#### [Exercise brief]
Scan the entries for lines with the word "next" and copy those lines.

#### [Data to examine]
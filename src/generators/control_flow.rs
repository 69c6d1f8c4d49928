//! Branches, loops, exception handling and `with` scopes.
//!
//! Every construct with more than one path into its end defines a phi
//! first, seals it for the duration of the construct, and merges into it
//! exactly once at the end of each path.

use crate::builder::ProgramBuilder;
use crate::context::{ContextFlag, ContextSet};
use crate::error::GenResult;
use crate::program::{BinaryOperator, Comparator, UnaryOperator, Variable};
use crate::rule::{CodeGenerator, InputSpec, Inputs, Param, Params};
use crate::types::Capability;

pub(super) fn all() -> Vec<Box<dyn CodeGenerator>> {
    vec![
        Box::new(IfElse),
        Box::new(WhileLoop),
        Box::new(DoWhileLoop),
        Box::new(ForLoop),
        Box::new(ForInLoop),
        Box::new(ForOfLoop),
        Box::new(Break),
        Box::new(Continue),
        Box::new(TryCatch),
        Box::new(Throw),
        Box::new(WithStatement),
        Box::new(LoadFromScope),
        Box::new(StoreToScope),
    ]
}

/// A nested body followed by the path's single merge into `phi`.
fn merging_body(b: &mut ProgramBuilder<'_>, phi: Variable) -> GenResult<()> {
    b.generate_recursive()?;
    let value = b.rand_var();
    b.merge_into(phi, value)
}

/// A nested body that advances the loop counter before anything else, so a
/// `continue` generated inside it cannot skip the update.
fn counting_body(b: &mut ProgramBuilder<'_>, counter: Variable) -> GenResult<()> {
    let next = b.unary(UnaryOperator::Inc, counter);
    b.merge_into(counter, next)?;
    b.generate_recursive()?;
    Ok(())
}

/// Loop bound drawn from the `iterations` range.
fn loop_bounds(b: &mut ProgramBuilder<'_>, params: &Params) -> (Variable, Variable) {
    let (min, max) = params.range("iterations");
    let iterations = b.random_in(min, max) as i64;
    let start = b.load_int(0);
    let end = b.load_int(iterations);
    (start, end)
}

// ---------------------------------------------------------------------------
// Branches
// ---------------------------------------------------------------------------

pub struct IfElse;

impl CodeGenerator for IfElse {
    fn name(&self) -> &'static str {
        "if_else"
    }

    fn inputs(&self) -> InputSpec {
        InputSpec::Arity1(Capability::Boolean)
    }

    fn generate(
        &self,
        b: &mut ProgramBuilder<'_>,
        inputs: Inputs,
        _params: &Params,
    ) -> GenResult<()> {
        let condition = inputs.one(self.name(), self.inputs())?;
        let initial = b.rand_var();
        let phi = b.define_phi(initial);
        b.sealed(phi, |b| {
            b.if_else(
                condition,
                |b| merging_body(b, phi),
                |b| merging_body(b, phi),
            )
        })
    }
}

// ---------------------------------------------------------------------------
// Loops
// ---------------------------------------------------------------------------

pub struct WhileLoop;

impl CodeGenerator for WhileLoop {
    fn name(&self) -> &'static str {
        "while_loop"
    }

    fn default_weight(&self) -> usize {
        5
    }

    fn params(&self) -> Vec<Param> {
        vec![Param::range("iterations", 0, 10)]
    }

    fn generate(
        &self,
        b: &mut ProgramBuilder<'_>,
        _inputs: Inputs,
        params: &Params,
    ) -> GenResult<()> {
        let (start, end) = loop_bounds(b, params);
        let counter = b.define_phi(start);
        b.sealed(counter, |b| {
            b.while_loop(counter, Comparator::LessThan, end, |b| {
                counting_body(b, counter)
            })
        })
    }
}

pub struct DoWhileLoop;

impl CodeGenerator for DoWhileLoop {
    fn name(&self) -> &'static str {
        "do_while_loop"
    }

    fn default_weight(&self) -> usize {
        5
    }

    fn params(&self) -> Vec<Param> {
        vec![Param::range("iterations", 0, 10)]
    }

    fn generate(
        &self,
        b: &mut ProgramBuilder<'_>,
        _inputs: Inputs,
        params: &Params,
    ) -> GenResult<()> {
        let (start, end) = loop_bounds(b, params);
        let counter = b.define_phi(start);
        b.sealed(counter, |b| {
            b.do_while_loop(counter, Comparator::LessThan, end, |b| {
                counting_body(b, counter)
            })
        })
    }
}

pub struct ForLoop;

impl CodeGenerator for ForLoop {
    fn name(&self) -> &'static str {
        "for_loop"
    }

    fn default_weight(&self) -> usize {
        5
    }

    fn params(&self) -> Vec<Param> {
        vec![Param::range("iterations", 0, 10)]
    }

    fn generate(
        &self,
        b: &mut ProgramBuilder<'_>,
        _inputs: Inputs,
        params: &Params,
    ) -> GenResult<()> {
        let (start, end) = loop_bounds(b, params);
        let step = b.load_int(1);
        b.for_loop(
            start,
            Comparator::LessThan,
            end,
            BinaryOperator::Add,
            step,
            |b, _| b.generate_recursive().map(|_| ()),
        )?;
        Ok(())
    }
}

pub struct ForInLoop;

impl CodeGenerator for ForInLoop {
    fn name(&self) -> &'static str {
        "for_in_loop"
    }

    fn inputs(&self) -> InputSpec {
        InputSpec::Arity1(Capability::Object)
    }

    fn default_weight(&self) -> usize {
        5
    }

    fn generate(
        &self,
        b: &mut ProgramBuilder<'_>,
        inputs: Inputs,
        _params: &Params,
    ) -> GenResult<()> {
        let object = inputs.one(self.name(), self.inputs())?;
        b.for_in_loop(object, |b, _| b.generate_recursive().map(|_| ()))
    }
}

pub struct ForOfLoop;

impl CodeGenerator for ForOfLoop {
    fn name(&self) -> &'static str {
        "for_of_loop"
    }

    fn inputs(&self) -> InputSpec {
        InputSpec::Arity1(Capability::Object)
    }

    fn default_weight(&self) -> usize {
        5
    }

    fn generate(
        &self,
        b: &mut ProgramBuilder<'_>,
        inputs: Inputs,
        _params: &Params,
    ) -> GenResult<()> {
        let iterable = inputs.one(self.name(), self.inputs())?;
        b.for_of_loop(iterable, |b, _| b.generate_recursive().map(|_| ()))
    }
}

pub struct Break;

impl CodeGenerator for Break {
    fn name(&self) -> &'static str {
        "break"
    }

    fn required_context(&self) -> ContextSet {
        ContextSet::of(ContextFlag::Loop)
    }

    fn default_weight(&self) -> usize {
        2
    }

    fn generate(
        &self,
        b: &mut ProgramBuilder<'_>,
        _inputs: Inputs,
        _params: &Params,
    ) -> GenResult<()> {
        b.break_loop()
    }
}

pub struct Continue;

impl CodeGenerator for Continue {
    fn name(&self) -> &'static str {
        "continue"
    }

    fn required_context(&self) -> ContextSet {
        ContextSet::of(ContextFlag::Loop)
    }

    fn default_weight(&self) -> usize {
        2
    }

    fn generate(
        &self,
        b: &mut ProgramBuilder<'_>,
        _inputs: Inputs,
        _params: &Params,
    ) -> GenResult<()> {
        b.continue_loop()
    }
}

// ---------------------------------------------------------------------------
// Exceptions
// ---------------------------------------------------------------------------

pub struct TryCatch;

impl CodeGenerator for TryCatch {
    fn name(&self) -> &'static str {
        "try_catch"
    }

    fn default_weight(&self) -> usize {
        5
    }

    fn generate(
        &self,
        b: &mut ProgramBuilder<'_>,
        _inputs: Inputs,
        _params: &Params,
    ) -> GenResult<()> {
        let initial = b.rand_var();
        let phi = b.define_phi(initial);
        b.sealed(phi, |b| {
            b.try_catch(|b| merging_body(b, phi), |b, _| merging_body(b, phi))
        })
    }
}

pub struct Throw;

impl CodeGenerator for Throw {
    fn name(&self) -> &'static str {
        "throw"
    }

    fn inputs(&self) -> InputSpec {
        InputSpec::Arity1(Capability::Anything)
    }

    fn default_weight(&self) -> usize {
        1
    }

    fn generate(
        &self,
        b: &mut ProgramBuilder<'_>,
        inputs: Inputs,
        _params: &Params,
    ) -> GenResult<()> {
        let value = inputs.one(self.name(), self.inputs())?;
        b.throw(value);
        Ok(())
    }
}

// ---------------------------------------------------------------------------
// `with` scopes
// ---------------------------------------------------------------------------

pub struct WithStatement;

impl CodeGenerator for WithStatement {
    fn name(&self) -> &'static str {
        "with_statement"
    }

    fn inputs(&self) -> InputSpec {
        InputSpec::Arity1(Capability::Object)
    }

    fn default_weight(&self) -> usize {
        2
    }

    /// `load`: chance the body opens with a scope load rather than a store.
    fn params(&self) -> Vec<Param> {
        vec![Param::prob("load", 0.5)]
    }

    fn generate(
        &self,
        b: &mut ProgramBuilder<'_>,
        inputs: Inputs,
        params: &Params,
    ) -> GenResult<()> {
        let object = inputs.one(self.name(), self.inputs())?;
        let load = b.probability(params.prob("load"));
        let name = match b.random_property(object) {
            Some(name) => name,
            None => b.gen_property_name_for_read(),
        };
        b.with_statement(object, |b| {
            if load {
                b.load_from_scope(name)?;
            } else {
                let value = b.rand_var();
                b.store_to_scope(name, value)?;
            }
            b.generate_recursive()?;
            Ok(())
        })
    }
}

pub struct LoadFromScope;

impl CodeGenerator for LoadFromScope {
    fn name(&self) -> &'static str {
        "load_from_scope"
    }

    fn required_context(&self) -> ContextSet {
        ContextSet::of(ContextFlag::With)
    }

    fn default_weight(&self) -> usize {
        5
    }

    fn generate(
        &self,
        b: &mut ProgramBuilder<'_>,
        _inputs: Inputs,
        _params: &Params,
    ) -> GenResult<()> {
        let name = b.gen_property_name_for_read();
        b.load_from_scope(name)?;
        Ok(())
    }
}

pub struct StoreToScope;

impl CodeGenerator for StoreToScope {
    fn name(&self) -> &'static str {
        "store_to_scope"
    }

    fn required_context(&self) -> ContextSet {
        ContextSet::of(ContextFlag::With)
    }

    fn inputs(&self) -> InputSpec {
        InputSpec::Arity1(Capability::Anything)
    }

    fn default_weight(&self) -> usize {
        5
    }

    fn generate(
        &self,
        b: &mut ProgramBuilder<'_>,
        inputs: Inputs,
        _params: &Params,
    ) -> GenResult<()> {
        let value = inputs.one(self.name(), self.inputs())?;
        let name = b.gen_property_name_for_write();
        b.store_to_scope(name, value)
    }
}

#### [Written response]
    let next = b.unary(UnaryOperator::Inc, counter);
    b.merge_into(counter, next)?;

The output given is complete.